The GMA regime's weakness and vulnerability
AS I WRECK THIS CHAIR By William M. Esposo
The Philippine Star 2009-06-25

Many Filipinos are nearly panicking these days that Madame Gloria Macapagal Arroyo (GMA) will not leave Malacañang Palace in 2010. This is more emotional and less rational. More than anything else, it reflects the cowardice of a nation to assert its collective will — in utter fear of the imagined strength of GMA.

If reason is to rule one’s judgment, then all the signs point to GMA having very slim chances of pulling off a magic stunt and remain in power after her term ends on June 30, 2010.

How all this speculation about her reigning forever and ever gets too much media coverage also reflects the lack of analyses in Philippine media. Or perhaps it is media’s way of pandering to some Filipinos’ unconscious desire to unnecessarily raise their blood pressure. It could also be traced to media’s inclination to recruit so-called ‘political analysts’ as resource persons when they happen to be idiots who do not know the truth.

The presentation of the BIG PICTURE is notably lacking in many so-called ‘expert analyses’ in Philippine media. To be able to truly explain a given situation and spell out its full ramifications, one has to present the big picture.

By merely showing beach revelers partying late into the night, one is given the impression that all is well and everyone is happy. But when the real larger picture of a 100-foot tidal wave about to smash the beach party is shown, we naturally change our impression of safe and happy to one of anxiety and fear.

Thus, media analyses here tend to widen instead of bridge the Information Gap. We also miss seeing the BIG PICTURE when we study our history. We’re good at remembering events, names, dates and places but not the historical significance and lessons of the events. We get too engrossed with minutiae and fail to see the BIG PICTURE.

Just analyze with cold blooded, non emotional logic the GMA regime and you cannot find the basis for even considering it a stable government — much less a strong one. Consider the following:

1. The GMA regime rules over a weak state. The institutions fail (the sure indicator of a weak state) and she is dominated by the two superpowers fighting over our minerals, oil (in the South China Sea) and strategic military location. The ruler of a weak state is easily removed.

2. GMA, unlike Dictator Ferdinand Marcos, relies on a military that is deeply divided. A US or China that decides to play the rebel faction can easily terminate the GMA regime with extreme prejudice.

3. GMA is very unpopular and has chalked up the worst negative satisfaction ratings of any president that has been subjected to this measurement. Nothing can be more explosive than a very unpopular ruler of a weak state during a period where many of its people are going hungry.

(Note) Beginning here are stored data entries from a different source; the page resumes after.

// Field show conditions: `Field="value"`, `Field!="value"`,
// `Field CONTAINS "value"`, joined by ` AND `. `"*"` matches any non-empty
// value. Anything that fails to parse or resolve evaluates to false.

use std::collections::HashMap;

use serde_json::Value;

const AND: &str = " AND ";
const CONTAINS: &str = " CONTAINS ";
const ANY_VALUE: &str = "*";

#[derive(Debug, Clone, Copy, PartialEq, Eq)]
enum Comparison {
    Equals,
    NotEquals,
    Contains,
}

#[derive(Debug, Clone, PartialEq, Eq)]
struct Clause {
    path: Vec<String>,
    comparison: Comparison,
    expected: String,
}

#[derive(Debug, Clone, PartialEq, Eq)]
pub struct ShowCondition {
    clauses: Vec<Clause>,
}

impl ShowCondition {
    pub fn parse(raw: &str) -> Option<Self> {
        let clauses = raw.split(AND).map(parse_clause).collect::<Option<Vec<_>>>()?;
        Some(Self { clauses })
    }

    /// `visible` holds only the values the caller is allowed to read.
    pub fn evaluate(&self, visible: &HashMap<&str, &Value>) -> bool {
        self.clauses.iter().all(|clause| clause.holds(visible))
    }
}

/// True when `raw` is absent, or parses and holds against `visible`.
pub fn is_satisfied(raw: Option<&str>, visible: &HashMap<&str, &Value>) -> bool {
    match raw.map(str::trim).filter(|raw| !raw.is_empty()) {
        None => true,
        Some(raw) => ShowCondition::parse(raw).is_some_and(|condition| condition.evaluate(visible)),
    }
}

fn parse_clause(raw: &str) -> Option<Clause> {
    let raw = raw.trim();
    let (field, comparison, expected) = if let Some((field, expected)) = raw.split_once("!=") {
        (field, Comparison::NotEquals, expected)
    } else if let Some((field, expected)) = raw.split_once(CONTAINS) {
        (field, Comparison::Contains, expected)
    } else if let Some((field, expected)) = raw.split_once('=') {
        (field, Comparison::Equals, expected)
    } else {
        return None;
    };

    let path: Vec<String> = field.trim().split('.').map(str::to_owned).collect();
    if path
        .iter()
        .any(|segment| segment.is_empty() || !segment.chars().all(|c| c.is_ascii_alphanumeric() || c == '_'))
    {
        return None;
    }

    let expected = expected.trim().strip_prefix('"')?.strip_suffix('"')?.to_owned();
    Some(Clause { path, comparison, expected })
}

impl Clause {
    fn holds(&self, visible: &HashMap<&str, &Value>) -> bool {
        let Some(value) = resolve(visible, &self.path) else {
            return false;
        };

        match self.comparison {
            Comparison::Equals => matches_value(value, &self.expected),
            Comparison::NotEquals => !matches_value(value, &self.expected),
            Comparison::Contains => match value {
                Value::Array(items) => items.iter().any(|item| matches_value(item, &self.expected)),
                other => scalar_text(other).is_some_and(|text| text.contains(&self.expected)),
            },
        }
    }
}

fn resolve<'v>(visible: &HashMap<&str, &'v Value>, path: &[String]) -> Option<&'v Value> {
    let (root, rest) = path.split_first()?;
    let mut current: &'v Value = *visible.get(root.as_str())?;
    for segment in rest {
        current = current.get(segment)?;
    }
    Some(current)
}

fn matches_value(value: &Value, expected: &str) -> bool {
    match scalar_text(value) {
        Some(text) if expected == ANY_VALUE => !text.is_empty(),
        Some(text) => text == expected,
        None => false,
    }
}

fn scalar_text(value: &Value) -> Option<String> {
    match value {
        Value::String(text) => Some(text.clone()),
        Value::Number(number) => Some(number.to_string()),
        Value::Bool(flag) => Some(flag.to_string()),
        Value::Null | Value::Array(_) | Value::Object(_) => None,
    }
}
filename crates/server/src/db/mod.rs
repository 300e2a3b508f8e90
pub mod migrations;
pub mod pool;
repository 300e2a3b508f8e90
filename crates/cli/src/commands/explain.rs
// `casegate explain`: show the secured statements a search would run.

use std::{collections::BTreeMap, path::PathBuf};

use clap::Args;

use casegate_common::{
    acl::{Capability, RoleSet},
    error::AccessDeniedError,
    query::{
        AssemblerConfig, CallerScope, DefinitionCriterionFactory, PlaceholderStyle,
        QueryAssembler, SearchStatements, SecuredStatement, StateRestriction,
        StateRestrictionPolicy,
    },
    types::{AccessLevel, SearchMetadata, SortDirection},
};

use crate::definitions;
use crate::output::{self, OutputFormat};

#[derive(Debug, Args)]
pub struct ExplainArgs {
    /// Case type definition file (JSON or TOML).
    #[arg(long, value_name = "FILE")]
    definition: PathBuf,

    /// Role held by the caller. Repeatable.
    #[arg(long = "role", value_name = "ROLE")]
    roles: Vec<String>,

    /// Caller user id used by the ownership restriction.
    #[arg(long, default_value = "cli")]
    user: String,

    /// Limit results to cases associated with `--user`.
    #[arg(long)]
    restricted: bool,

    /// Case state to filter on.
    #[arg(long)]
    state: Option<String>,

    /// Case reference to filter on.
    #[arg(long)]
    reference: Option<String>,

    /// 1-based page number.
    #[arg(long)]
    page: Option<u32>,

    /// Rows per page.
    #[arg(long, default_value_t = casegate_common::query::assembler::DEFAULT_PAGE_SIZE)]
    page_size: u32,

    /// `created_date` or `last_modified`.
    #[arg(long)]
    sort_field: Option<String>,

    /// `asc` or `desc`.
    #[arg(long, value_parser = parse_sort_direction)]
    sort_direction: Option<SortDirection>,

    /// Field filter as KEY=VALUE. Repeatable.
    #[arg(long = "filter", value_name = "KEY=VALUE", value_parser = parse_filter)]
    filters: Vec<(String, String)>,

    /// Match every criterion with LIKE instead of `=`.
    #[arg(long)]
    wildcard: bool,

    /// Use `$1`-style placeholders instead of `?0`.
    #[arg(long)]
    dollar: bool,

    /// Leave states unrestricted when the roles authorize none.
    #[arg(long)]
    empty_states_fail_open: bool,
}

pub fn run(args: ExplainArgs, format: OutputFormat) -> anyhow::Result<()> {
    let statements = explain(&args)?;
    output::print_output(format, &statements, format_human)?;
    Ok(())
}

fn explain(args: &ExplainArgs) -> anyhow::Result<SearchStatements> {
    let case_type = definitions::load_case_type(&args.definition)?;
    let roles: RoleSet = args.roles.iter().cloned().collect();
    if !case_type.allows(&roles, Capability::Read) {
        return Err(AccessDeniedError::new(case_type.id.clone()).into());
    }

    let assembler = QueryAssembler::new(assembler_config(args));
    let caller = CallerScope {
        access_level: if args.restricted { AccessLevel::Restricted } else { AccessLevel::Granted },
        user_id: args.user.clone(),
        authorized_states: case_type.authorized_states(&roles, Capability::Read),
    };
    let metadata = SearchMetadata {
        state: args.state.clone(),
        case_reference: args.reference.clone(),
        page: args.page,
        sort_field: args.sort_field.clone(),
        sort_direction: args.sort_direction,
        ..SearchMetadata::new(case_type.jurisdiction_id.clone(), case_type.id.clone())
    };
    let filters: BTreeMap<String, String> = args.filters.iter().cloned().collect();
    let factory = DefinitionCriterionFactory::new(&case_type, &roles)
        .with_like_escaped_scope(args.wildcard);

    let statements = assembler.assemble_pair(&factory, &metadata, &filters, &caller)?;
    tracing::debug!(
        case_type = %case_type.id,
        parameters = statements.rows.parameters.len(),
        "assembled search statements"
    );
    Ok(statements)
}

fn assembler_config(args: &ExplainArgs) -> AssemblerConfig {
    AssemblerConfig {
        wildcard_search: args.wildcard,
        placeholder_style: if args.dollar {
            PlaceholderStyle::Dollar
        } else {
            PlaceholderStyle::Indexed
        },
        page_size: args.page_size,
        empty_states: if args.empty_states_fail_open {
            StateRestrictionPolicy::OmitWhenEmpty
        } else {
            StateRestrictionPolicy::FailClosed
        },
    }
}

fn parse_filter(raw: &str) -> Result<(String, String), String> {
    let (key, value) =
        raw.split_once('=').ok_or_else(|| format!("expected KEY=VALUE, got `{raw}`"))?;
    let key = key.trim();
    if key.is_empty() {
        return Err(format!("filter key is empty in `{raw}`"));
    }
    Ok((key.to_owned(), value.to_owned()))
}

fn parse_sort_direction(raw: &str) -> Result<SortDirection, String> {
    SortDirection::parse(raw).ok_or_else(|| format!("expected asc or desc, got `{raw}`"))
}

fn format_human(statements: &SearchStatements) -> String {
    let mut lines = Vec::new();
    render_statement(&mut lines, "Listing", &statements.rows);
    lines.push(String::new());
    render_statement(&mut lines, "Count", &statements.count);
    lines.push(String::new());

    let security = &statements.rows.security;
    if let Some(owner) = &security.owner {
        lines.push(format!("Restricted to cases associated with {owner}"));
    }
    lines.push(match &security.states {
        StateRestriction::Unrestricted => "States: unrestricted".to_string(),
        StateRestriction::Only(states) => format!("States: {}", states.join(", ")),
        StateRestriction::Nothing => "States: none readable (matches no rows)".to_string(),
    });
    lines.join("\n")
}

fn render_statement(lines: &mut Vec<String>, title: &str, statement: &SecuredStatement) {
    lines.push(format!("{title}:"));
    lines.push(format!("  {}", statement.sql));
    for (position, value) in statement.parameters.iter().enumerate() {
        lines.push(format!("  [{position}] {value:?}"));
    }
}

#[cfg(test)]
mod tests {
    use std::io::Write;

    use clap::Parser;

    use super::*;

    #[derive(Parser)]
    struct TestCli {
        #[command(flatten)]
        args: ExplainArgs,
    }

    const DEFINITION: &str = r#"{
        "id": "Grant",
        "name": "Grant of probate",
        "jurisdiction_id": "PROBATE",
        "acls": [{"role": "caseworker", "read": true}, {"role": "citizen", "read": true}],
        "states": [
            {"id": "Open", "name": "Open", "acls": [{"role": "caseworker", "read": true}, {"role": "citizen", "read": true}]},
            {"id": "Closed", "name": "Closed", "acls": [{"role": "caseworker", "read": true}]}
        ],
        "fields": [
            {"id": "Deceased", "label": "Deceased", "field_type": "Complex",
             "acls": [{"role": "caseworker", "read": true}]},
            {"id": "RiskScore", "label": "Risk score", "field_type": "Number",
             "acls": [{"role": "admin", "read": true}]}
        ]
    }"#;

    fn definition_file() -> tempfile::NamedTempFile {
        let mut file = tempfile::Builder::new().suffix(".json").tempfile().expect("temp file");
        file.write_all(DEFINITION.as_bytes()).expect("write definition");
        file
    }

    fn parse_args(file: &tempfile::NamedTempFile, extra: &[&str]) -> ExplainArgs {
        let path = file.path().to_str().expect("utf-8 temp path").to_string();
        let mut argv = vec!["explain".to_string(), "--definition".to_string(), path];
        argv.extend(extra.iter().map(|arg| arg.to_string()));
        TestCli::try_parse_from(argv).expect("arguments should parse").args
    }

    #[test]
    fn unrestricted_caller_gets_state_clause_and_no_owner() {
        let file = definition_file();
        let args = parse_args(&file, &["--role", "caseworker", "--state", "Open"]);
        let statements = explain(&args).expect("statements");

        assert!(statements.rows.sql.contains("state IN ('Open','Closed')"));
        assert!(!statements.rows.sql.contains("case_users"));
        assert!(statements.rows.sql.ends_with("ORDER BY created_date ASC"));
        assert_eq!(statements.rows.parameters, vec!["PROBATE", "Grant", "Open"]);
        assert_eq!(statements.count.parameters, statements.rows.parameters);
    }

    #[test]
    fn restricted_caller_adds_owner_clause() {
        let file = definition_file();
        let args = parse_args(&file, &["--role", "citizen", "--restricted", "--user", "u1"]);
        let statements = explain(&args).expect("statements");

        assert_eq!(statements.rows.security.owner.as_deref(), Some("u1"));
        assert!(statements.count.sql.contains("user_id = 'u1'"));
        assert_eq!(
            statements.rows.security.states,
            StateRestriction::Only(vec!["Open".to_string()])
        );
    }

    #[test]
    fn field_filters_and_dollar_placeholders() {
        let file = definition_file();
        let args = parse_args(
            &file,
            &["--role", "caseworker", "--dollar", "--filter", "Deceased.Surname=Smith"],
        );
        let statements = explain(&args).expect("statements");

        assert!(statements.rows.sql.contains("$3"));
        assert_eq!(statements.rows.parameters.last().map(String::as_str), Some("Smith"));
    }

    #[test]
    fn roles_without_read_are_denied() {
        let file = definition_file();
        let args = parse_args(&file, &["--role", "judge"]);
        let error = explain(&args).expect_err("judge cannot read Grant");
        assert!(error.downcast_ref::<AccessDeniedError>().is_some());
    }

    #[test]
    fn unknown_filter_fields_are_configuration_errors() {
        let file = definition_file();
        let args = parse_args(&file, &["--role", "caseworker", "--filter", "Colour=red"]);
        let error = explain(&args).expect_err("Colour is not a field");
        assert!(format!("{error:#}").contains("Colour"));
    }

    #[test]
    fn unreadable_filter_fields_are_rejected_like_unknown_ones() {
        let file = definition_file();
        let args = parse_args(&file, &["--role", "caseworker", "--filter", "RiskScore=9"]);
        let error = explain(&args).expect_err("caseworker cannot read RiskScore");
        assert!(format!("{error:#}").contains("unknown search field: RiskScore"));

        let args = parse_args(
            &file,
            &["--role", "admin", "--role", "caseworker", "--filter", "RiskScore=9"],
        );
        assert!(explain(&args).is_ok());
    }

    #[test]
    fn filter_values_must_be_key_value_pairs() {
        assert_eq!(parse_filter("a.b= x "), Ok(("a.b".to_string(), " x ".to_string())));
        assert!(parse_filter("novalue").is_err());
        assert!(parse_filter("=x").is_err());
        assert!(parse_sort_direction("sideways").is_err());
    }

    #[test]
    fn human_format_lists_both_statements() {
        let file = definition_file();
        let args = parse_args(&file, &["--role", "caseworker"]);
        let output = format_human(&explain(&args).expect("statements"));

        assert!(output.contains("Listing:"));
        assert!(output.contains("Count:"));
        assert!(output.contains("[0] \"PROBATE\""));
        assert!(output.contains("States: Open, Closed"));
    }
}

4. The GMA regime’s international standing is dominated by its image of human rights abuses (political killings) and corruption (worst in the region, one of the most corrupt in the world). When a political tsunami hits GMA, what country will feel like sympathizing with a regime with that woeful track record? Can you see other nationals demonstrating for GMA they way they are expressing support for the Iranian Opposition?

5. GMA’s political coalition is very fragile — an understatement actually. It is a political coalition that is founded on the shaky ‘principles’ of Harlot Politics. The recent forced merger of Lakas-CMD with Kampi showed deep resentment among original leaders of both parties. Some allies have already transferred to the political party of perceived 2010 winner, Senator Manny Villar. Even Manny Pacquiao is now striking an alliance with Joseph “Erap” Estrada to reinforce the boxer’s congressional bid.

Those are five irrefutable facts about the true state of the GMA regime. Any three of those five would have sufficed to conclude that GMA is a political goner. Why she has lasted this long are because of an Opposition which lacks the class and caliber of a Ninoy Aquino to lead them and the fact that most Filipinos are not empowered to assert and enforce the national will.

Our sorry situation of being helpless in removing bad leaders is also created by the failure of the middle class to engineer meaningful change. Many of our so-called civil society groups are more interested to grab media exposure than to enlighten and inspire our masses to aspire for reform.

If Filipinos had the courage that the Iranian Opposition displayed in protesting what they charged as large scale cheating in their recent elections — GMA, her political allies, cronies and kin would have all been history after the Garci Tapes emerged. But we are still stuck with them, not because they are really strong and powerful, but because we are too weak and yellow.

The festering political tension in the Philippines today is being decided not by which side is stronger but by which side is less weak.
We Filipinos like to brag about originating the use of People Power. That is not quite true.

The Iranians in 1979, when they ousted their Shah, pre-dated our rendition of People Power. There they relentlessly braved bullets being fired at them until the Shah’s military saw the moral issue and joined the people.